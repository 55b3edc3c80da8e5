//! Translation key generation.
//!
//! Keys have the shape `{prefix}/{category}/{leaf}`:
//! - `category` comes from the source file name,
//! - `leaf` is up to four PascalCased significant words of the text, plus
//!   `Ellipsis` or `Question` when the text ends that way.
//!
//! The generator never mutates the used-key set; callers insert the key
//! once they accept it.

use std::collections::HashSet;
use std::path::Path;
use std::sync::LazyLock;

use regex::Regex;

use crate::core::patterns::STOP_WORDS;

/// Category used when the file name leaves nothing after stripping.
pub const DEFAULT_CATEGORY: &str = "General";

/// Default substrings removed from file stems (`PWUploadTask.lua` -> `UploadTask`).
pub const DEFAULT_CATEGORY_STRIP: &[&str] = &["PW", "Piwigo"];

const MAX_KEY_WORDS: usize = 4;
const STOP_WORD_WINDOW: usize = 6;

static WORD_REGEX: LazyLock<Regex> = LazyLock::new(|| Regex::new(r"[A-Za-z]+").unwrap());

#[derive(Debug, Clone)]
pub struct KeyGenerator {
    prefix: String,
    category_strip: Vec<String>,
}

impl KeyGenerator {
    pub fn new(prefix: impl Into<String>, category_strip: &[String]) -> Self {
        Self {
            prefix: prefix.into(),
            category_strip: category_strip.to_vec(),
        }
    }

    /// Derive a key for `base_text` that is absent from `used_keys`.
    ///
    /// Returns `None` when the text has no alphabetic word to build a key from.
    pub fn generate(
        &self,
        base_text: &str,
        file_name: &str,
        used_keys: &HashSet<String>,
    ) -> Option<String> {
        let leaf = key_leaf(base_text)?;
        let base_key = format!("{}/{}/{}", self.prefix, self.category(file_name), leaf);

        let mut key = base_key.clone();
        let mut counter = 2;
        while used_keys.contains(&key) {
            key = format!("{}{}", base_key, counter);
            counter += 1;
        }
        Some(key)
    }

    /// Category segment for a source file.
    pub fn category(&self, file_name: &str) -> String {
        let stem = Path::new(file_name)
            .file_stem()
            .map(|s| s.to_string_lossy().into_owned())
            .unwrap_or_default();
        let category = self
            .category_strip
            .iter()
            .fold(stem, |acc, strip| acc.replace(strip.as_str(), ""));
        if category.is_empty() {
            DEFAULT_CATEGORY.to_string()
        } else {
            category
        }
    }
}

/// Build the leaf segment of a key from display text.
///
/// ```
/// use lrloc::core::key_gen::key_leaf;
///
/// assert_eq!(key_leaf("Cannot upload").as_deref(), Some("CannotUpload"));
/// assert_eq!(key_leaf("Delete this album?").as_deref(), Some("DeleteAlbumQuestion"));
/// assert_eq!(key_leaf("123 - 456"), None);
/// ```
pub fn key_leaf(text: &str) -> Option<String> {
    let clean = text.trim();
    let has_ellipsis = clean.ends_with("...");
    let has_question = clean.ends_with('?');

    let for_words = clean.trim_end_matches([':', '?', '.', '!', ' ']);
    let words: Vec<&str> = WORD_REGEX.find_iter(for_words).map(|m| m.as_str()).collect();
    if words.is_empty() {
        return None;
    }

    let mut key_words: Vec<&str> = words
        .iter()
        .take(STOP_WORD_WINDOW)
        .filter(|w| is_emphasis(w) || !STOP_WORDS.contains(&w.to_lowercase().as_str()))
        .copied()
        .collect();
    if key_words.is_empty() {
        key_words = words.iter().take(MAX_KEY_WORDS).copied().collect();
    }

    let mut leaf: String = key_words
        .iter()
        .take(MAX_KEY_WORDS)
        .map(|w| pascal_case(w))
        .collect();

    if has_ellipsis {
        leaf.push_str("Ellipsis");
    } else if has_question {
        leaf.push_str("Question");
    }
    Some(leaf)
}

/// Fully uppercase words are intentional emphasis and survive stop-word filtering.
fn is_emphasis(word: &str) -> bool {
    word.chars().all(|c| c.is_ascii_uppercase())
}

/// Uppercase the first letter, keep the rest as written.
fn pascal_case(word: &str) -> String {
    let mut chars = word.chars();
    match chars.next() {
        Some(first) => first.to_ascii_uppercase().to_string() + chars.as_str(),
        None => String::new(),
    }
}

Directions: Show all lines in the entries above where the string "when" appears.

Answer to this task:
//!   `Ellipsis` or `Question` when the text ends that way.
/// Category used when the file name leaves nothing after stripping.
    /// Returns `None` when the text has no alphabetic word to build a key from.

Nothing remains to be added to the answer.